◆ **PROMPT**
List, from the lines below, each one with "engine" in it.

Content starts

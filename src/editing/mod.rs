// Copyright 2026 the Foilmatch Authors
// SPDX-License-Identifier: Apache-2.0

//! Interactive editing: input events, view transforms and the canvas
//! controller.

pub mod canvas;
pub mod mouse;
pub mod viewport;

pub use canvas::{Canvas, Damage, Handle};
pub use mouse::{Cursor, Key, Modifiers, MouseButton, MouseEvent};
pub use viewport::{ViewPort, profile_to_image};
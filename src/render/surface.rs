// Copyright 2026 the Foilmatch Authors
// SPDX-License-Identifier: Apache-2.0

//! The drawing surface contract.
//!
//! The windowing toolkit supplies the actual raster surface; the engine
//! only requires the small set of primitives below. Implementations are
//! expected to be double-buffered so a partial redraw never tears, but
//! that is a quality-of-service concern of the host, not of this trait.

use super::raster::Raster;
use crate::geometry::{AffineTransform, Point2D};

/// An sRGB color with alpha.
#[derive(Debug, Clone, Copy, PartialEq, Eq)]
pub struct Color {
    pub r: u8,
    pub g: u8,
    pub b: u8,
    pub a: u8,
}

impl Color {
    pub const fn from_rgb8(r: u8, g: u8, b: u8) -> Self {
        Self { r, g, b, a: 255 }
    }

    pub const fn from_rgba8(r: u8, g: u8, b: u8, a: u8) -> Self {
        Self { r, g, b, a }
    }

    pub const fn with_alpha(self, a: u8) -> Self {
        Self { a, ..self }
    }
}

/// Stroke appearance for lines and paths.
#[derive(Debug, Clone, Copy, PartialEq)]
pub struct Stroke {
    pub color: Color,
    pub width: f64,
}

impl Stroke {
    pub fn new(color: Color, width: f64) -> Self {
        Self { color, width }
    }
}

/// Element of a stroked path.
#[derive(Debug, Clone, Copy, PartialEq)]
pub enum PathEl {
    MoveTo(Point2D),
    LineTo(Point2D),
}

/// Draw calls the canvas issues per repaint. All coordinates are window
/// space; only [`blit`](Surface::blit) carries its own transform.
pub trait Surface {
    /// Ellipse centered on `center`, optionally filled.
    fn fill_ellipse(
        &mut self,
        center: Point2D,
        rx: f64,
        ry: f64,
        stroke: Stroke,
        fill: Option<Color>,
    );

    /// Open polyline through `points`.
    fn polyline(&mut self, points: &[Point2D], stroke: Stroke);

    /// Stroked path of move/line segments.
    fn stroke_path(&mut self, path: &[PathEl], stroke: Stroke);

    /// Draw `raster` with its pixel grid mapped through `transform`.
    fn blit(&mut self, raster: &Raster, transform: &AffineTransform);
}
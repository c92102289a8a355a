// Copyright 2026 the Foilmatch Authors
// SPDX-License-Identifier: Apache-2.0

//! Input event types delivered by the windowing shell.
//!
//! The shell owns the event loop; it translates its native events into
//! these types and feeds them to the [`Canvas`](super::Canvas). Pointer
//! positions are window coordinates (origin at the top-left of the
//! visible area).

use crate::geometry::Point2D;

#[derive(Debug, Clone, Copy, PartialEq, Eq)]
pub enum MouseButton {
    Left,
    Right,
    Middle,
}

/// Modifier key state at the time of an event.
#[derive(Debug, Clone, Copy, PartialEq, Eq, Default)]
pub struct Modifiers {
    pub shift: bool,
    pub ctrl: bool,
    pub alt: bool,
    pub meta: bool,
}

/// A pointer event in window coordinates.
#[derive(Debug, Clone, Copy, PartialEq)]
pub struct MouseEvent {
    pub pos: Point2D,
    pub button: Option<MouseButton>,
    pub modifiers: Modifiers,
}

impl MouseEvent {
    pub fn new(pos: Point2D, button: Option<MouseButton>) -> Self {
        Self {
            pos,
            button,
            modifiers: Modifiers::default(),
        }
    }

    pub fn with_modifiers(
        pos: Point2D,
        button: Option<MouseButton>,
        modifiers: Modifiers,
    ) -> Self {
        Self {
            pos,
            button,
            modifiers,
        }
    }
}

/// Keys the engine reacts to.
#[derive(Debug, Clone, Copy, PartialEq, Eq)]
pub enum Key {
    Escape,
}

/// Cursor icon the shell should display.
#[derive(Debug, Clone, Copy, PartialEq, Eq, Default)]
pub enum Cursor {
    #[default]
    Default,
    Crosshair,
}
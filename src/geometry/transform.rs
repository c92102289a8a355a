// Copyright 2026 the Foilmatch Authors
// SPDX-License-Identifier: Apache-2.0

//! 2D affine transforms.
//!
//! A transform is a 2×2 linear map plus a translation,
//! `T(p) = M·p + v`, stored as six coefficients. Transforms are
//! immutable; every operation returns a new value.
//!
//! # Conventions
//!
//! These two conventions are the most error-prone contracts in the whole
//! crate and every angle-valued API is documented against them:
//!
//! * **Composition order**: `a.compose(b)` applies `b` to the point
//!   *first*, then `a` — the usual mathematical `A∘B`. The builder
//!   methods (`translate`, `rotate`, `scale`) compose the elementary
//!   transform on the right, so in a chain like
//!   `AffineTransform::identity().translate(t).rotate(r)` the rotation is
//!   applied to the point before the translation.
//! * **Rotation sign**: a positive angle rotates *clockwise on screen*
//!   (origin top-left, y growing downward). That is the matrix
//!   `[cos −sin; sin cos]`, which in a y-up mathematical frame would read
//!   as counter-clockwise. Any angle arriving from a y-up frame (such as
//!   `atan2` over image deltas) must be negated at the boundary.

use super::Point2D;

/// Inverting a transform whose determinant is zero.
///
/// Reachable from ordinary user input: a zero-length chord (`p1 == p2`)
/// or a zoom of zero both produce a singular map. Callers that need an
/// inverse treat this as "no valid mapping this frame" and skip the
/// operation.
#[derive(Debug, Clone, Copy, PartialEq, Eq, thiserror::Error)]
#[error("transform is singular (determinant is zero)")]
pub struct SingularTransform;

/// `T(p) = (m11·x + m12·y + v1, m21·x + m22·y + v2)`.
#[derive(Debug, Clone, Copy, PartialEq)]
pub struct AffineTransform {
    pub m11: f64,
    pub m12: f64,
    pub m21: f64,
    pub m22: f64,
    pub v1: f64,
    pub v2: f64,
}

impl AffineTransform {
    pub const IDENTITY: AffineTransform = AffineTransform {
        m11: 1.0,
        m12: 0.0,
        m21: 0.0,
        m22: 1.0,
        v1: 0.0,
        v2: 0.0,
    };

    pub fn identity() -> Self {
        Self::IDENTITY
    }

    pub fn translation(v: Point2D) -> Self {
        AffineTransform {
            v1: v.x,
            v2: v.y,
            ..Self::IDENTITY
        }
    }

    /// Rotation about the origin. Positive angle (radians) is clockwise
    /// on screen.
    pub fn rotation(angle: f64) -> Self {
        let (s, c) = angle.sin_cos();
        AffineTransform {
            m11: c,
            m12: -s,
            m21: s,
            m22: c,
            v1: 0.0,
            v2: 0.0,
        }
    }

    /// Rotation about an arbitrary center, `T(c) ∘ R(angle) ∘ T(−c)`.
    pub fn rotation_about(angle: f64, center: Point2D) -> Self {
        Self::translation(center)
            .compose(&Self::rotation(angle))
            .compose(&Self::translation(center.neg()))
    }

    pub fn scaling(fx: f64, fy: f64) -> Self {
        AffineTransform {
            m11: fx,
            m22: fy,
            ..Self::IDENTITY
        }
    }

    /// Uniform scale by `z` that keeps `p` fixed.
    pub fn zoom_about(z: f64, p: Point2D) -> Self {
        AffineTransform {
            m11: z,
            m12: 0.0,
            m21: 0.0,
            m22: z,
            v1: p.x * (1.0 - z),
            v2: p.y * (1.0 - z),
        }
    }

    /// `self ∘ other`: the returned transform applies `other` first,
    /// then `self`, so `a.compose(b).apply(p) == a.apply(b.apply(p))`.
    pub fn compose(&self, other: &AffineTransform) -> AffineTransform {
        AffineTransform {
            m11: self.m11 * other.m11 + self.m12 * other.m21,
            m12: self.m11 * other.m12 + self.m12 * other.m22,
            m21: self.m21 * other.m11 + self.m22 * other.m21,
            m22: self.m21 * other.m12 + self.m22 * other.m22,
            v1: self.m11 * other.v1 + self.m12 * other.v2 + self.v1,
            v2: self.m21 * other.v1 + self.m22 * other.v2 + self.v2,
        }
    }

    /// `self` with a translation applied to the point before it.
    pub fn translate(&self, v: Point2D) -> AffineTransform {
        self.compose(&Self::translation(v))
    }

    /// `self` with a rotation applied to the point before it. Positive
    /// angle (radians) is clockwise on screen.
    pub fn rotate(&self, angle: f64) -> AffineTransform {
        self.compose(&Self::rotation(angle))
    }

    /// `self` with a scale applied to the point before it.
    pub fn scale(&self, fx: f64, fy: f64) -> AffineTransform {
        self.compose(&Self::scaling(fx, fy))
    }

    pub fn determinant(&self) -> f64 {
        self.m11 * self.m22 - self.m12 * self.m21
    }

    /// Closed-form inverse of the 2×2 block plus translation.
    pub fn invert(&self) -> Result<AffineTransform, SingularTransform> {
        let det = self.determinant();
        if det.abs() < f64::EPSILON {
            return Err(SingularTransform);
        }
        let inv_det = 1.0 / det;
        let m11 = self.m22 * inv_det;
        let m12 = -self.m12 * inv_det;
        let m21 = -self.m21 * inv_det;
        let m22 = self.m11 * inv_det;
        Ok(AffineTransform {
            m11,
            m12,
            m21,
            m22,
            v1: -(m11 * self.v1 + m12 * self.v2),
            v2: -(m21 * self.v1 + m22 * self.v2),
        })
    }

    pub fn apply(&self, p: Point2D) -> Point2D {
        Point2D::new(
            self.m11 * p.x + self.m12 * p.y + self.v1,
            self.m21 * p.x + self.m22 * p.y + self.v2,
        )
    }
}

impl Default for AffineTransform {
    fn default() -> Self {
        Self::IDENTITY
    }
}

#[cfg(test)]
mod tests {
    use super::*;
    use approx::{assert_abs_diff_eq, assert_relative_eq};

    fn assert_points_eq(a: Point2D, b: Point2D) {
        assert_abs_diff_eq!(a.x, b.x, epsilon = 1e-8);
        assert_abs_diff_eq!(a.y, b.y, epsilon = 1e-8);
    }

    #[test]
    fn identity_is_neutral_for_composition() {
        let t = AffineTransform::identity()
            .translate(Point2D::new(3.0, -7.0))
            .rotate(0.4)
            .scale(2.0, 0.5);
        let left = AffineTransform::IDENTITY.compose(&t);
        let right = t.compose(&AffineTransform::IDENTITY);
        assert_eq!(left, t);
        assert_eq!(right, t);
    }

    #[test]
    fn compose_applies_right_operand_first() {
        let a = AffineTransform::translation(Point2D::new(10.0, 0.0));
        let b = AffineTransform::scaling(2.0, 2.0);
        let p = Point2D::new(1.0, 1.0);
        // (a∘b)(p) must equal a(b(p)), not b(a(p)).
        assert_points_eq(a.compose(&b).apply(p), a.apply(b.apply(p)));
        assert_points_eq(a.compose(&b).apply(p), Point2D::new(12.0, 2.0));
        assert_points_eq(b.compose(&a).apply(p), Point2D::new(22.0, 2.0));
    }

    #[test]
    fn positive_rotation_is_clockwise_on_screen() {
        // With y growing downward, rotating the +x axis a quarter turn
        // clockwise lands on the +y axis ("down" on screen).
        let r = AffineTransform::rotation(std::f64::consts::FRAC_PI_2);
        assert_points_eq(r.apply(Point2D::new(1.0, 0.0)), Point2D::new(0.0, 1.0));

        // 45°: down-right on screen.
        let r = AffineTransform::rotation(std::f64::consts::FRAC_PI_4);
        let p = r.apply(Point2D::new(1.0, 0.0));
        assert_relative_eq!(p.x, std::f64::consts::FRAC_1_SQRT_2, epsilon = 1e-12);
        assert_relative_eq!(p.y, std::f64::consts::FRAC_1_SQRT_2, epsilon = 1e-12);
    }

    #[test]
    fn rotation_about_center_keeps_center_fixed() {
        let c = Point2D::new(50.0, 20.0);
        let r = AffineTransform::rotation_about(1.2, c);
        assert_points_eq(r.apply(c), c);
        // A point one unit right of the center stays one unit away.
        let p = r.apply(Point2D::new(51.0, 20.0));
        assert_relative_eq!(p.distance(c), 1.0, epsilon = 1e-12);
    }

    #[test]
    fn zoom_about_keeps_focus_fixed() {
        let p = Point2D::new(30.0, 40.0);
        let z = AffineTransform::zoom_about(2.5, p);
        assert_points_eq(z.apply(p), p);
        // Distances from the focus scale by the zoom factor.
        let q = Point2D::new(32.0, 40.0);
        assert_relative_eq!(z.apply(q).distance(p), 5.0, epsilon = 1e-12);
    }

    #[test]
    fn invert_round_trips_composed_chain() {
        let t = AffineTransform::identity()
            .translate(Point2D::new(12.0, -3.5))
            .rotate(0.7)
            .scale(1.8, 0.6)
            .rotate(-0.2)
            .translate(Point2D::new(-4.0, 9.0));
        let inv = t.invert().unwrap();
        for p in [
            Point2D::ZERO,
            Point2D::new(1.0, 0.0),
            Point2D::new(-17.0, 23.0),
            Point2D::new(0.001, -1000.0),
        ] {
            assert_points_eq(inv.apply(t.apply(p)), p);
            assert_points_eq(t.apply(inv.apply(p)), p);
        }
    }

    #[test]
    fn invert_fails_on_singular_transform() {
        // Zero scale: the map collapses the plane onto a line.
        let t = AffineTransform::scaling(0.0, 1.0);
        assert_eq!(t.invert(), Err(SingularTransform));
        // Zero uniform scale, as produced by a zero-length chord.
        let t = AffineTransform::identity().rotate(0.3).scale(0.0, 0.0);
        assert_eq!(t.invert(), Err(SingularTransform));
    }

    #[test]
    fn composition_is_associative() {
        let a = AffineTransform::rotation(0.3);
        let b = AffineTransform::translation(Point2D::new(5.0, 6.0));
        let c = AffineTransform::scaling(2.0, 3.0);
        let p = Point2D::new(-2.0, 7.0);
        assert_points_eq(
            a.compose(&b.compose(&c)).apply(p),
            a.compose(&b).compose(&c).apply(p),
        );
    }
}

Content ends

◆ **EXERCISE SOLUTION**
//! The windowing toolkit supplies the actual raster surface; the engine
/// Keys the engine reacts to.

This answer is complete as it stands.